My own comfort foods are the last remnants of a culture from which I am a generation and a world removed: a particular brand of ramen noodles, seafood rice porridge, jasmine-scented rice, chrysanthemum tea. But that’s not what he meant, he meant the potatoes-and-gravy-1950s-America ideal that I’m not sure ever existed. Our only evidence seems to be the menus at Denny’s and IHOP, where the ideal has been blown up to gargantuan, sopping proportions.

Photos by Laura D’Alessandro.

I couldn’t decide between shepherd’s pie and moussaka, so I combined my favourite parts of both. Three carrots, a small yellow onion, three gloves of garlic, all finely chopped, got cooked with an unholy mound of ground beef, mixed medium and lean. Near the end of cooking, I added plenty of 35% cooking cream and frozen corn (for a moussaka-like creaminess, rather than gravy). This mixture forms the first layer. I used one casserole dish and one 10″ rectangular cake pan.

For the second layer, I sliced a large eggplant and two medium zucchinis lengthwise. The eggplant slices were heavily salted on both sides, drawing out the bitter juices, and then thoroughly washed. These were tossed in oil and then fried in the wok, though I fantasied about grilling them; there is simply nothing better than lightly fire-charred eggplant and zucchini. I laid them across in a single layer over the beef mixture.

The top layer was mashed potatoes. Because I used the wrong kind of potatoes (I had been warned about this, but never encountered it – use white, not yellow flesh) I had to douse the chopped, boiled potatoes in cream and butter and salt and stock to get a reasonable texture. I still thought it was noticeably gluey and glutenous – it reminded me of my parents’ ruddy obsession with mashed taro root – but my guests claimed they didn’t care, and I have to believe them since they went back for seconds. The whole thing was topped with chives fresh from Phil and Laura’s plant and popped in the oven on broil for ten minutes.

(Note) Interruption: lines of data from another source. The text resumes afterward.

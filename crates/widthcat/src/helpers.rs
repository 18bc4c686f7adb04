//! Integer helpers shared by window planning and argument packing.

/// Smallest multiple of `divisor` that is `>= value`.
pub fn ceil_to_multiple(value: usize, divisor: usize) -> usize {
    debug_assert!(divisor > 0);
    value.div_ceil(divisor) * divisor
}

/// Largest multiple of `divisor` that is `<= value`.
pub fn floor_to_multiple(value: usize, divisor: usize) -> usize {
    debug_assert!(divisor > 0);
    (value / divisor) * divisor
}

/// Floor modulo: the residual is always in `[0, divisor)`, also for negative `value`.
pub fn floor_mod(value: i64, divisor: i64) -> i64 {
    debug_assert!(divisor > 0);
    value.rem_euclid(divisor)
}

/// Smallest value `>= required` that is reachable from `required` in whole `step`s
/// and lies at or above `available`.
pub(crate) fn adjust_up(required: i64, available: i64, step: i64) -> i64 {
    debug_assert!(step > 0);
    debug_assert!(available >= required);
    let distance = available - required;
    required + ((distance + step - 1) / step) * step
}

/// Largest value `<= required` that is reachable from `required` in whole `step`s
/// and lies at or below `available`.
pub(crate) fn adjust_down(required: i64, available: i64, step: i64) -> i64 {
    debug_assert!(step > 0);
    debug_assert!(available <= required);
    let distance = required - available;
    required - ((distance + step - 1) / step) * step
}
use widthcat::device::{CommandQueue, NdRange};
use widthcat::error::KernelResult;

use crate::device::HostKernel;

/// A submitted launch with the arguments captured at enqueue time.
#[derive(Debug, Clone)]
pub struct Launch {
    pub kernel: HostKernel,
    pub global: NdRange,
    pub local: Option<NdRange>,
}

/// In-order queue. Launches run on [`HostQueue::finish`], in submission order.
#[derive(Debug, Default)]
pub struct HostQueue {
    pending: Vec<Launch>,
    completed: Vec<Launch>,
}

impl HostQueue {
    pub fn new() -> Self {
        Self::default()
    }

    pub fn pending(&self) -> &[Launch] {
        &self.pending
    }

    /// Launches executed so far, oldest first.
    pub fn completed(&self) -> &[Launch] {
        &self.completed
    }

    /// Executes every pending launch and returns how many ran.
    ///
    /// Stops at the first failing launch; it and the launches behind it are dropped.
    pub fn finish(&mut self) -> KernelResult<usize> {
        let pending = std::mem::take(&mut self.pending);
        let count = pending.len();
        for launch in pending {
            launch
                .kernel
                .program()
                .execute(launch.kernel.args(), launch.global)?;
            self.completed.push(launch);
        }
        tracing::debug!(launches = count, "host queue drained");
        Ok(count)
    }
}

impl CommandQueue for HostQueue {
    type Kernel = HostKernel;

    fn enqueue(
        &mut self,
        kernel: &HostKernel,
        global: NdRange,
        local: Option<NdRange>,
    ) -> KernelResult<()> {
        tracing::trace!(?global, ?local, pending = self.pending.len(), "host enqueue");
        self.pending.push(Launch {
            kernel: kernel.clone(),
            global,
            local,
        });
        Ok(())
    }
}
//! Iteration window and padding plan over the output.

use crate::access::{update_window_and_padding, AccessPattern};
use crate::error::{KernelError, KernelResult};
use crate::helpers::{ceil_to_multiple, floor_mod, floor_to_multiple};
use crate::tensor::TensorInfo;
use crate::window::{Steps, Window, DIM_Z};

/// Elements each work item handles along the width axis.
pub const NUM_ELEMS_PROCESSED_PER_ITERATION: usize = 8;

const VEC: usize = NUM_ELEMS_PROCESSED_PER_ITERATION;

/// Elements past input1's last column up to the next chunk boundary.
pub fn input1_right_padding(input1_width: usize) -> usize {
    ceil_to_multiple(input1_width, VEC) - input1_width
}

/// Elements by which input2's data starts inside an output chunk.
pub fn input2_left_padding(input1_width: usize) -> usize {
    input1_width % VEC
}

/// Slack after input2 so its padded extent ends on an output chunk boundary.
///
/// The dividend is negative whenever the output width is not a multiple of
/// the chunk width; the residual is taken with floor modulo and lies in
/// `[0, VEC)`.
pub fn input2_right_padding(
    output_width: usize,
    input1_width: usize,
    input2_width: usize,
) -> usize {
    let dividend = floor_to_multiple(output_width, VEC) as i64
        - input1_width as i64
        - input2_width as i64;
    floor_mod(dividend, VEC as i64) as usize
}

/// Plans the window over `output` and merges each tensor's access pattern.
///
/// Resizable descriptors have their padding grown in place. Fails with
/// `Runtime` when a committed descriptor's padding is too small for the plan,
/// or when the output is so much wider than both inputs that the last chunks
/// would read past input2's padding. Dimensions from z upwards are collapsed
/// when the window covers them fully and kept as they are otherwise.
pub fn validate_and_configure_window(
    input1: &mut TensorInfo,
    input2: &mut TensorInfo,
    output: &mut TensorInfo,
) -> KernelResult<Window> {
    let mut window = Window::max_over(output.valid_region(), &Steps::new(&[VEC]));

    let input1_width = input1.dimension(0);
    let input2_width = input2.dimension(0);
    let output_width = output.dimension(0);
    let input2_end = input2_width + input2_right_padding(output_width, input1_width, input2_width);

    // The last chunk reads input2 up to this column.
    let input2_reach = ceil_to_multiple(output_width, VEC) as i64 - input1_width as i64;
    if input2_reach > input2_end as i64 {
        return Err(KernelError::runtime(format!(
            "output width {output_width} reads input2 up to column {input2_reach}, \
             past its padded extent of {input2_end}"
        )));
    }

    let input1_access = AccessPattern::fixed(
        0,
        0,
        ceil_to_multiple(input1_width, VEC) as i64,
        input1.dimension(1) as i64,
    );
    let input2_access = AccessPattern::fixed(
        -(input2_left_padding(input1_width) as i64),
        0,
        input2_end as i64,
        input2.dimension(1) as i64,
    );
    let output_access = AccessPattern::horizontal(0, VEC as i64);

    let window_changed = update_window_and_padding(
        &mut window,
        &mut [
            (input1, input1_access),
            (input2, input2_access),
            (output, output_access),
        ],
    );

    if window_changed {
        return Err(KernelError::runtime("Insufficient Padding!"));
    }
    let (collapsed, _) = window.collapse_if_possible(&window, DIM_Z);
    Ok(collapsed)
}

The accompanying salad used my leftover apple-wasabi vinaigrette, romaine and iceberg lettuce, sliced granny smith apple, sliced Bartlett pear, and spicy candied walnuts. I toasted the walnuts, spread in a single layer on a pan lined with parchment paper, for fifteen minutes at 350 degrees F, when they just barely started to show a colour change. In a small pot, I melted one part brown sugar to two parts white sugar and about a tablespoon of water into a dark caramel, adding cinnamon and cayenne pepper at the end. The toasted nuts were tossed with the mixture, and then left to cool and harden on the same piece of parchment (removed from the hot pan).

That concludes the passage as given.